_EXERCISE DETAILS_
Copy out all lines from the entries below in which "failed" occurs.

_Dataset records_
---*---

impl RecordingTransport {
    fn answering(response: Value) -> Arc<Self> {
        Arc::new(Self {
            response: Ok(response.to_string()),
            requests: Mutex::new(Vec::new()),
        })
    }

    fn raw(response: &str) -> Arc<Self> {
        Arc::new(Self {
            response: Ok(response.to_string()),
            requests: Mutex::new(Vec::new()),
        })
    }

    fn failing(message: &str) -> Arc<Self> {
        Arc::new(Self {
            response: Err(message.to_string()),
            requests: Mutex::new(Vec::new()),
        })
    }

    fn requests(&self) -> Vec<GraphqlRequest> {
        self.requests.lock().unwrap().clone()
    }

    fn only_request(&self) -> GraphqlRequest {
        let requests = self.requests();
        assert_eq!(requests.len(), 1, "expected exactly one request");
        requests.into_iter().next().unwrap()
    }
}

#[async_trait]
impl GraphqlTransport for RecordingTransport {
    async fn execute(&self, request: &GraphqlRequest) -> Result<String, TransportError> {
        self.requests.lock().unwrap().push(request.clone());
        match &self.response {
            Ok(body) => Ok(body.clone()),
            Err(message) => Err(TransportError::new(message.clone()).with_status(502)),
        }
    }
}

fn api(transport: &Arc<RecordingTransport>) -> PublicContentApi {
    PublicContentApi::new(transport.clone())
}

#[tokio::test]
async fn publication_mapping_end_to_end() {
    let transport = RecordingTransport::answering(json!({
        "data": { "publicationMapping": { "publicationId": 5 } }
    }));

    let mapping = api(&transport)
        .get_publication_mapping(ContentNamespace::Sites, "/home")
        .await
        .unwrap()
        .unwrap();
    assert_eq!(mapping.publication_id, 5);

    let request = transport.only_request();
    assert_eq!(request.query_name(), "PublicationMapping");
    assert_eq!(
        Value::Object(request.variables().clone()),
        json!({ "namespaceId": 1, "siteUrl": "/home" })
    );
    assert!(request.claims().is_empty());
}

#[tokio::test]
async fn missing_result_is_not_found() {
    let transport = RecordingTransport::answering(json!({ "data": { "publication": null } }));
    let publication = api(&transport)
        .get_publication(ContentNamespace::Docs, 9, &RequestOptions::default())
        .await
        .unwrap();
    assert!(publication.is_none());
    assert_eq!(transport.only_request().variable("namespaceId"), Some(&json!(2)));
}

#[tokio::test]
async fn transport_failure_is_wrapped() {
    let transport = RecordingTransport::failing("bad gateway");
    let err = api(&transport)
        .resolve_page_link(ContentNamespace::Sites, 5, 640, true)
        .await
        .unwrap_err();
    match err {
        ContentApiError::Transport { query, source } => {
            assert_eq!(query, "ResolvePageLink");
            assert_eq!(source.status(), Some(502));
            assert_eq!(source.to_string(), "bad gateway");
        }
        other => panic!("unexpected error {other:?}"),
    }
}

---*---

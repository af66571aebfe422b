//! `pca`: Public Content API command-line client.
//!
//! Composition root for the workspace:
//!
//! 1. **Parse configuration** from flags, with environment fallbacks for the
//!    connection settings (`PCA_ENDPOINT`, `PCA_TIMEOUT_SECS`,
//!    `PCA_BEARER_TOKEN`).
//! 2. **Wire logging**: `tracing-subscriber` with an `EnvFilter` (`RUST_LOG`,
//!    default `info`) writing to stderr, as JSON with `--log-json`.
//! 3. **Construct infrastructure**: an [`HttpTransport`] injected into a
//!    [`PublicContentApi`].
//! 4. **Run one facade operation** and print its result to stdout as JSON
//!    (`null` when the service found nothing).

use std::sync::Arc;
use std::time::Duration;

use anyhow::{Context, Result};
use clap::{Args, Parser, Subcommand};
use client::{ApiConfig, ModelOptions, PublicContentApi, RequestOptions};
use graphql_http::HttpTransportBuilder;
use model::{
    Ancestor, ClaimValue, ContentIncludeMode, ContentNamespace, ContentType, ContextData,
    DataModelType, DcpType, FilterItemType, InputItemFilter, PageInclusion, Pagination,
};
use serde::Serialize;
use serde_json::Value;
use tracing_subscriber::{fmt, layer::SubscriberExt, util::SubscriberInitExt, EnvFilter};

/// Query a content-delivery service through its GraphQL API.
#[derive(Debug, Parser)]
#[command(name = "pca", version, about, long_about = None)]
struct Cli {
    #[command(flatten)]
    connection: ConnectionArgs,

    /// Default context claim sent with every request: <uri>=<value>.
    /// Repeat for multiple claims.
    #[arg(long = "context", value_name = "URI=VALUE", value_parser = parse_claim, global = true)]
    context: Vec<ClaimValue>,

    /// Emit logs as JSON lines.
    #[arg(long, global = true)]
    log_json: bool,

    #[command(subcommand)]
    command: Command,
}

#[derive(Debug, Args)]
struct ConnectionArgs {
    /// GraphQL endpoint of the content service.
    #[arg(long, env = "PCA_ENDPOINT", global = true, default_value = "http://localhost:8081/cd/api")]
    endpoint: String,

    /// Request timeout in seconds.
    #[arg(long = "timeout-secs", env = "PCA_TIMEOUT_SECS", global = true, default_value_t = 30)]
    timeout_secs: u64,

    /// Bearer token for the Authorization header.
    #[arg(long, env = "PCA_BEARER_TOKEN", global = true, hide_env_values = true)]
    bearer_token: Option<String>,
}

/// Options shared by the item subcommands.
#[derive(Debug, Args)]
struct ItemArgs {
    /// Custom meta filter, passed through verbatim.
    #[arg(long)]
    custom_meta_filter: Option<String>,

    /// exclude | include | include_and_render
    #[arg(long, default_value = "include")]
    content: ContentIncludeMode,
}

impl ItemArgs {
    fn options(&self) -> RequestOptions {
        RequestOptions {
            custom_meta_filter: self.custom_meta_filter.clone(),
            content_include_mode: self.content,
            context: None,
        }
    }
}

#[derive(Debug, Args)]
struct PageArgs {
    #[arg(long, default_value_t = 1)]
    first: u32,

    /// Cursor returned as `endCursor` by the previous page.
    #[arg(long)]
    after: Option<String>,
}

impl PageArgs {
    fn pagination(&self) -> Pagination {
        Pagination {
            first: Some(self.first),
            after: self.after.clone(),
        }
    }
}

---*---

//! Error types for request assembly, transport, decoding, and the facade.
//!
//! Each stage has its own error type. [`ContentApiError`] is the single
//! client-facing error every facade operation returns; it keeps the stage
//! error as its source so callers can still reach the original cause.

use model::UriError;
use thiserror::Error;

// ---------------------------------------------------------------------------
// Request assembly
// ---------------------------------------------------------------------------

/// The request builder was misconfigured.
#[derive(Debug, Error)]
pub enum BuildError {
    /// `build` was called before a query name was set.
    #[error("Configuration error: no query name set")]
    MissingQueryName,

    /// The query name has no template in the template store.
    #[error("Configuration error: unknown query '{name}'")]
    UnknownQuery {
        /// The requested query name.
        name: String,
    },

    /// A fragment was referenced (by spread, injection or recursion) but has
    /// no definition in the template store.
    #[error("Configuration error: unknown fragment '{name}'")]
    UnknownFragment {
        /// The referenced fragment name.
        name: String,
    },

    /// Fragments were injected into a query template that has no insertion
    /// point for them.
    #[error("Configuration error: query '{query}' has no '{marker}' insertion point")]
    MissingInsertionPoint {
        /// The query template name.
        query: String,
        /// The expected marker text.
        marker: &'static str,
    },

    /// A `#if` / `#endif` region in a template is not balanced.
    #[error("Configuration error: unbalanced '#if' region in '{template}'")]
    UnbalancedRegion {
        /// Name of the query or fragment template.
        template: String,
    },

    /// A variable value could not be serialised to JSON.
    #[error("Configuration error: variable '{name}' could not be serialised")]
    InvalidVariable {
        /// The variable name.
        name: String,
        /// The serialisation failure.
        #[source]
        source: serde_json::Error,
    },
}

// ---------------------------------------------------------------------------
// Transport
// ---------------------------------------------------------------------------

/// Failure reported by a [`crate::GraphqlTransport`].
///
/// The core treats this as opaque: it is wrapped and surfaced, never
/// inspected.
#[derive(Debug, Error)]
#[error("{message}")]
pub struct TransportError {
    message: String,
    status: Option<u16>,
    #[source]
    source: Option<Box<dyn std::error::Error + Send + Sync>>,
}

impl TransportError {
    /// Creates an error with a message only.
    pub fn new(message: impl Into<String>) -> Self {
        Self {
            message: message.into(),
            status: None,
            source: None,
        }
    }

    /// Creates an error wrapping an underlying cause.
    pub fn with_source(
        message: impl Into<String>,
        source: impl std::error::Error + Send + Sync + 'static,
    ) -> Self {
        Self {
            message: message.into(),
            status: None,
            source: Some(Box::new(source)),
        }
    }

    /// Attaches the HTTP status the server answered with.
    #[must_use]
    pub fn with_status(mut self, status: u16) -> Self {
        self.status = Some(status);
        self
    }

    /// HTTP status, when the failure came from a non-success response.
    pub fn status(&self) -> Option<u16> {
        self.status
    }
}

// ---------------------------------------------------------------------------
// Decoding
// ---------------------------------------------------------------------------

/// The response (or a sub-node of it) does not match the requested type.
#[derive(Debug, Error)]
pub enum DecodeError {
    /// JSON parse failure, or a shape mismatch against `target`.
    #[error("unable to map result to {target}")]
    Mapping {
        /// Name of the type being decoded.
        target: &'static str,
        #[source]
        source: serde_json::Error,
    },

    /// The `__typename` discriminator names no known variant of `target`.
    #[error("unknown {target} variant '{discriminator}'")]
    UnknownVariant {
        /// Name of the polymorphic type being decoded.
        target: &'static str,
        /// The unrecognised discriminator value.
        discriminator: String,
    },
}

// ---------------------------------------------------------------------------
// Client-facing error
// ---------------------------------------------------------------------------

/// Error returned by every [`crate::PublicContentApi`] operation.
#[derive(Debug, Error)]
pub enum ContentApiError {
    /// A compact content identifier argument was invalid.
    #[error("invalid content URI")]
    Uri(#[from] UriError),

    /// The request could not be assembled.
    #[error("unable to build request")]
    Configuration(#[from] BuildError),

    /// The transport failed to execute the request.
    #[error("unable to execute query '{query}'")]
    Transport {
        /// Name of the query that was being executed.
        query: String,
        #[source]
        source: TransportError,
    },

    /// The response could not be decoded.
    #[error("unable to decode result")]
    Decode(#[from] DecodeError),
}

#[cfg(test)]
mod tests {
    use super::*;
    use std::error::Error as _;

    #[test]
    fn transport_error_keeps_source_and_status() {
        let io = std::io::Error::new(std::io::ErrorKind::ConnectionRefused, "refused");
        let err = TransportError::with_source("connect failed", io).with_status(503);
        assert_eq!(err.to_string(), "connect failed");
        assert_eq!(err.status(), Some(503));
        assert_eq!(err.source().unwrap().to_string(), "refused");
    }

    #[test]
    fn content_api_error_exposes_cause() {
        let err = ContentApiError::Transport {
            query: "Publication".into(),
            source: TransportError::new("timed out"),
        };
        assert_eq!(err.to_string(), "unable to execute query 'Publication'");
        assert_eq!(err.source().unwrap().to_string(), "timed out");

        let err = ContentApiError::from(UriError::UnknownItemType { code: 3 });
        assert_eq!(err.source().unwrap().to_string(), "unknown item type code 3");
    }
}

---*---

_RESULT FOR THIS TASK_
    /// The transport failed to execute the request.
        let err = TransportError::with_source("connect failed", io).with_status(503);
        assert_eq!(err.to_string(), "connect failed");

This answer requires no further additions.